1. Field of the Invention
This invention relates to door protection and the like and more particularly to a pry-proof seam for interlocking mail station doors.
2. Description of the Related Art
In the past, mail boxes for the delivery and receipt of mail have been associated with individual dwellings such as single family residences. The mail person on foot could deliver mail to the mail box, or by driving a mail truck or the like, deliver the mail to mail boxes situated adjacent to the road.
Recently, tampering with mail left in such mail boxes has become a problem such that the mail must be secured under lock and key. This also provides some privacy for the recipient of the mail. Additionally, central box units or central receiving stations are often installed in new home developments. These central units contain a plurality of individual mail boxes for several of the residents in the adjacent area. The mail person then only has to stop at the central station to deliver mail to a number of people simultaneously, allowing him or her to cover a larger number of residents with mail delivery.
The central box units used in such new housing developments often have a five sided box unit with the sixth side accessible via lockable double doors. These double doors often have a central seam as they are hinged on their outward sides. By unlocking the double doors, they swing outward to open up the central postbox area for simultaneous delivery by the mail person. The side opposite of the double doors may have a number of individually locked mail boxes so that each individual with a mail box may retrieve their mail separately and securely as each key is unique to the appropriate mail box.
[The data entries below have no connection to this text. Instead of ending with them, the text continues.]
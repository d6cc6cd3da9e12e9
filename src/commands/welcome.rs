use super::{can_configure, on_off, scope_id, update_config};
use crate::community::welcome::{Greeted, LinkButton, WelcomeSettings, parse_state};
use crate::{COMMAND_TARGET, Context, Error};
use poise::serenity_prelude::GuildChannel;
use std::fmt::Write as _;
use tracing::info;

/// Greet new members
#[poise::command(
    prefix_command,
    slash_command,
    guild_only,
    subcommands("set", "message", "title", "description", "button", "status", "preview", "reset"),
    subcommand_required
)]
pub async fn welcome(_ctx: Context<'_>) -> Result<(), Error> {
    Ok(())
}

async fn welcome_settings(ctx: Context<'_>) -> Result<WelcomeSettings, Error> {
    Ok(ctx
        .data()
        .store()
        .get_or_default(scope_id(ctx)?)
        .await?
        .welcome
        .clone())
}

/// Pick the greeting channel and switch greetings on or off
#[poise::command(prefix_command, slash_command, guild_only, check = "can_configure")]
pub async fn set(
    ctx: Context<'_>,
    #[description = "Channel to greet in"]
    #[channel_types("Text")]
    channel: GuildChannel,
    #[description = "on or off (default on)"] state: Option<String>,
) -> Result<(), Error> {
    let enabled = state.as_deref().is_none_or(parse_state);
    let channel_id = channel.id.get();
    update_config(ctx, move |c| {
        c.welcome.channel_id = Some(channel_id);
        c.welcome.enabled = enabled;
    })
    .await?;
    info!(
        target: COMMAND_TARGET,
        "{} set welcome channel {channel_id} ({}) in guild {:?}",
        ctx.author().id,
        on_off(enabled),
        ctx.guild_id()
    );
    ctx.say(format!("Welcome messages {} in <#{channel_id}>.", on_off(enabled)))
        .await?;
    Ok(())
}

/// Plain text sent above the greeting
#[poise::command(prefix_command, slash_command, guild_only, check = "can_configure")]
pub async fn message(
    ctx: Context<'_>,
    #[description = "Supports {user.mention}, {user.name}, {guild.name}, {member_count}"]
    #[rest]
    text: String,
) -> Result<(), Error> {
    update_config(ctx, move |c| c.welcome.message = text).await?;
    ctx.say("Welcome message updated.").await?;
    Ok(())
}

/// Bold heading of the greeting
#[poise::command(prefix_command, slash_command, guild_only, check = "can_configure")]
pub async fn title(
    ctx: Context<'_>,
    #[description = "Heading text"]
    #[rest]
    text: String,
) -> Result<(), Error> {
    update_config(ctx, move |c| c.welcome.title = text).await?;
    ctx.say("Welcome title updated.").await?;
    Ok(())
}

/// Body of the greeting
#[poise::command(prefix_command, slash_command, guild_only, check = "can_configure")]
pub async fn description(
    ctx: Context<'_>,
    #[description = "Body text"]
    #[rest]
    text: String,
) -> Result<(), Error> {
    update_config(ctx, move |c| c.welcome.description = text).await?;
    ctx.say("Welcome description updated.").await?;
    Ok(())
}

/// `off` clears the slot, otherwise both label and an http(s) url are needed
fn parse_button(label: &str, url: Option<&str>) -> Result<Option<LinkButton>, String> {
    if label.eq_ignore_ascii_case("off") {
        return Ok(None);
    }
    let url = url.ok_or("Give a url for the button, or `off` to remove it.")?;
    if !(url.starts_with("https://") || url.starts_with("http://")) {
        return Err("Button urls must start with http:// or https://.".to_string());
    }
    Ok(Some(LinkButton {
        label: label.to_string(),
        url: url.to_string(),
    }))
}

/// Set or clear a link button under the greeting
#[poise::command(prefix_command, slash_command, guild_only, check = "can_configure")]
pub async fn button(
    ctx: Context<'_>,
    #[description = "Slot, 1 to 5"] slot: usize,
    #[description = "Button label, or off"] label: String,
    #[description = "Link the button opens"] url: Option<String>,
) -> Result<(), Error> {
    let button = match parse_button(&label, url.as_deref()) {
        Ok(button) => button,
        Err(reason) => {
            ctx.say(reason).await?;
            return Ok(());
        }
    };
    let mut settings = welcome_settings(ctx).await?;
    if let Err(reason) = settings.set_button(slot, button) {
        ctx.say(reason).await?;
        return Ok(());
    }
    let buttons = settings.buttons;
    update_config(ctx, move |c| c.welcome.buttons = buttons).await?;
    ctx.say(format!("Button {slot} updated.")).await?;
    Ok(())
}

fn status_text(settings: &WelcomeSettings) -> String {
    let mut text = String::from("**Welcome settings**\n");
    let _ = writeln!(text, "Status: {}", on_off(settings.enabled));
    let _ = writeln!(
        text,
        "Channel: {}",
        settings
            .channel_id
            .map_or_else(|| "Not set".to_string(), |id| format!("<#{id}>"))
    );
    let _ = writeln!(text, "Message: {}", settings.message);
    let _ = writeln!(text, "Title: {}", settings.title);
    let _ = write!(text, "Description: {}", settings.description);
    for (slot, button) in settings.buttons.iter().enumerate() {
        if let Some(button) = button {
            let _ = write!(text, "\nButton {}: {} ({})", slot + 1, button.label, button.url);
        }
    }
    text
}

/// Show the greeting settings
#[poise::command(prefix_command, slash_command, guild_only)]
pub async fn status(ctx: Context<'_>) -> Result<(), Error> {
    let settings = welcome_settings(ctx).await?;
    ctx.say(status_text(&settings)).await?;
    Ok(())
}

/// Show the greeting as it would look for you
#[poise::command(prefix_command, slash_command, guild_only)]
pub async fn preview(ctx: Context<'_>) -> Result<(), Error> {
    let settings = welcome_settings(ctx).await?;
    let (guild_name, member_count) = ctx
        .guild()
        .map(|g| (g.name.clone(), g.member_count))
        .unwrap_or_default();
    let author = ctx.author();
    let greeted = Greeted {
        user_id: author.id.get(),
        user_name: &author.name,
        guild_name: &guild_name,
        member_count,
    };
    ctx.send(
        poise::CreateReply::default()
            .content(settings.text(&greeted))
            .components(settings.components()),
    )
    .await?;
    Ok(())
}

/// Turn greetings off and restore the default texts
#[poise::command(prefix_command, slash_command, guild_only, check = "can_configure")]
pub async fn reset(ctx: Context<'_>) -> Result<(), Error> {
    update_config(ctx, |c| c.welcome = WelcomeSettings::default()).await?;
    ctx.say("Welcome settings reset.").await?;
    Ok(())
}

#[cfg(test)]
mod tests {
    use super::*;

    #[test]
    fn test_subcommands() {
        let command = welcome();
        let names: Vec<&str> = command.subcommands.iter().map(|c| c.name.as_str()).collect();
        assert_eq!(
            names,
            vec!["set", "message", "title", "description", "button", "status", "preview", "reset"]
        );
    }

    #[test]
    fn test_changes_need_configure_rights() {
        for command in welcome().subcommands {
            let read_only = matches!(command.name.as_str(), "status" | "preview");
            assert_eq!(command.checks.is_empty(), read_only, "{}", command.name);
        }
    }

    #[test]
    fn test_parse_button() {
        assert_eq!(parse_button("OFF", None), Ok(None));
        assert!(parse_button("Rules", None).is_err());
        assert!(parse_button("Rules", Some("ftp://example.com")).is_err());
        assert_eq!(
            parse_button("Rules", Some("https://example.com")),
            Ok(Some(LinkButton {
                label: "Rules".to_string(),
                url: "https://example.com".to_string(),
            }))
        );
    }

    #[test]
    fn test_status_lists_buttons() {
        let mut settings = WelcomeSettings::default();
        settings.channel_id = Some(3);
        settings
            .set_button(
                2,
                Some(LinkButton {
                    label: "Site".to_string(),
                    url: "https://example.com".to_string(),
                }),
            )
            .unwrap();
        let text = status_text(&settings);
        assert!(text.contains("Channel: <#3>"));
        assert!(text.ends_with("Button 2: Site (https://example.com)"));
    }
}
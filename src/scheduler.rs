//! Keyed, cancellable delayed tasks
//!
//! Used for giveaway endings and ticket auto-close. Scheduling a key that is
//! already pending replaces (and aborts) the earlier task.

use dashmap::DashMap;
use dashmap::mapref::entry::Entry;
use std::fmt;
use std::future::Future;
use std::hash::Hash;
use std::sync::Arc;
use std::sync::atomic::{AtomicU64, Ordering};
use std::time::Duration;
use tokio::task::AbortHandle;
use tracing::debug;

struct ScheduledTask {
    id: u64,
    handle: AbortHandle,
}

/// Pending delayed actions keyed by `K`
pub struct DelayedTasks<K>
where
    K: Eq + Hash,
{
    tasks: Arc<DashMap<K, ScheduledTask>>,
    next_id: Arc<AtomicU64>,
}

impl<K> Clone for DelayedTasks<K>
where
    K: Eq + Hash,
{
    fn clone(&self) -> Self {
        Self {
            tasks: Arc::clone(&self.tasks),
            next_id: Arc::clone(&self.next_id),
        }
    }
}

impl<K> Default for DelayedTasks<K>
where
    K: Eq + Hash,
{
    fn default() -> Self {
        Self {
            tasks: Arc::new(DashMap::new()),
            next_id: Arc::new(AtomicU64::new(0)),
        }
    }
}

impl<K> fmt::Debug for DelayedTasks<K>
where
    K: Eq + Hash,
{
    fn fmt(&self, f: &mut fmt::Formatter<'_>) -> fmt::Result {
        f.debug_struct("DelayedTasks")
            .field("pending", &self.tasks.len())
            .finish()
    }
}

impl<K> DelayedTasks<K>
where
    K: Eq + Hash + Clone + fmt::Debug + Send + Sync + 'static,
{
    #[must_use]
    pub fn new() -> Self {
        Self::default()
    }

    /// Run `action` after `delay` unless cancelled first
    pub fn schedule<F>(&self, key: K, delay: Duration, action: F)
    where
        F: Future<Output = ()> + Send + 'static,
    {
        let id = self.next_id.fetch_add(1, Ordering::Relaxed);
        let tasks = Arc::clone(&self.tasks);
        let task_key = key.clone();

        // Holding the entry while spawning keeps a zero delay from firing before insertion
        let entry = self.tasks.entry(key);
        let handle = tokio::spawn(async move {
            tokio::time::sleep(delay).await;
            if tasks.remove_if(&task_key, |_, task| task.id == id).is_some() {
                debug!("Delayed task {task_key:?} firing");
                action.await;
            }
        })
        .abort_handle();

        let replaced = match entry {
            Entry::Occupied(mut occupied) => Some(occupied.insert(ScheduledTask { id, handle })),
            Entry::Vacant(vacant) => {
                vacant.insert(ScheduledTask { id, handle });
                None
            }
        };

        if let Some(previous) = replaced {
            debug!("Replacing pending delayed task");
            previous.handle.abort();
        }
    }

    /// Cancel the pending task for `key`; `false` if none was pending
    pub fn cancel(&self, key: &K) -> bool {
        match self.tasks.remove(key) {
            Some((_, task)) => {
                task.handle.abort();
                true
            }
            None => false,
        }
    }

    #[must_use]
    pub fn is_scheduled(&self, key: &K) -> bool {
        self.tasks.contains_key(key)
    }

    #[must_use]
    pub fn len(&self) -> usize {
        self.tasks.len()
    }

    #[must_use]
    pub fn is_empty(&self) -> bool {
        self.tasks.is_empty()
    }
}

#[cfg(test)]
mod tests {
    use super::*;
    use std::sync::atomic::AtomicUsize;

    fn counter() -> Arc<AtomicUsize> {
        Arc::new(AtomicUsize::new(0))
    }

    fn bump(counter: &Arc<AtomicUsize>, by: usize) -> impl Future<Output = ()> + Send + 'static {
        let counter = Arc::clone(counter);
        async move {
            counter.fetch_add(by, Ordering::SeqCst);
        }
    }

    #[tokio::test(start_paused = true)]
    async fn test_fires_after_delay() {
        let tasks = DelayedTasks::new();
        let fired = counter();

        tasks.schedule(1u64, Duration::from_secs(600), bump(&fired, 1));
        assert!(tasks.is_scheduled(&1));

        tokio::time::sleep(Duration::from_secs(599)).await;
        assert_eq!(fired.load(Ordering::SeqCst), 0);

        tokio::time::sleep(Duration::from_secs(2)).await;
        assert_eq!(fired.load(Ordering::SeqCst), 1);
        assert!(!tasks.is_scheduled(&1));
        // Too late to cancel
        assert!(!tasks.cancel(&1));
    }

    #[tokio::test(start_paused = true)]
    async fn test_cancel_prevents_action() {
        let tasks = DelayedTasks::new();
        let fired = counter();

        tasks.schedule("ticket", Duration::from_secs(600), bump(&fired, 1));
        tokio::time::sleep(Duration::from_secs(300)).await;
        assert!(tasks.cancel(&"ticket"));
        assert!(!tasks.cancel(&"ticket"));

        tokio::time::sleep(Duration::from_secs(600)).await;
        assert_eq!(fired.load(Ordering::SeqCst), 0);
        assert!(tasks.is_empty());
    }

    #[tokio::test(start_paused = true)]
    async fn test_reschedule_replaces_previous() {
        let tasks = DelayedTasks::new();
        let fired = counter();

        tasks.schedule(7u64, Duration::from_secs(10), bump(&fired, 1));
        tasks.schedule(7u64, Duration::from_secs(20), bump(&fired, 10));
        assert_eq!(tasks.len(), 1);

        tokio::time::sleep(Duration::from_secs(15)).await;
        assert_eq!(fired.load(Ordering::SeqCst), 0);

        tokio::time::sleep(Duration::from_secs(10)).await;
        assert_eq!(fired.load(Ordering::SeqCst), 10);
    }

    #[tokio::test(start_paused = true)]
    async fn test_independent_keys() {
        let tasks = DelayedTasks::new();
        let fired = counter();

        tasks.schedule(1u64, Duration::from_secs(5), bump(&fired, 1));
        tasks.schedule(2u64, Duration::from_secs(5), bump(&fired, 100));
        assert!(tasks.cancel(&2));

        tokio::time::sleep(Duration::from_secs(6)).await;
        assert_eq!(fired.load(Ordering::SeqCst), 1);
    }

    #[tokio::test(start_paused = true)]
    async fn test_zero_delay_still_fires() {
        let tasks = DelayedTasks::new();
        let fired = counter();

        tasks.schedule(3u64, Duration::ZERO, bump(&fired, 1));
        tokio::time::sleep(Duration::from_millis(1)).await;
        assert_eq!(fired.load(Ordering::SeqCst), 1);
        assert!(tasks.is_empty());
    }
}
Postal regulations control the construction of such central box units in order to provide durable and accessible mail stations to which the mail person can deliver mail. However, such postal regulations may presume that the mail stations are subject only to environmental attack, such as by wind or rain. Unfortunately, it is not difficult to take a prybar, such as a crowbar or the like, and force it in between the seam present between the two double doors. The doors are then jimmied by popping the lock bar out from its place behind the second door. Upon so forcing the double doors open, the mail is available to any thief such as the one who originally used the prybar. Checks and other financial instruments may be stolen and fraudulently converted into cash, providing the incentive to break and enter into other central post box stations or even the same one on an intermittent or regular basis.
Consequently, there is a need in the art to provide means by which the seam between the two double doors in central post box stations may be less subject to attack by prybars and the like. The present invention provides a solution to this criminal problem while maintaining the easy and desirable access necessary for the central post box station.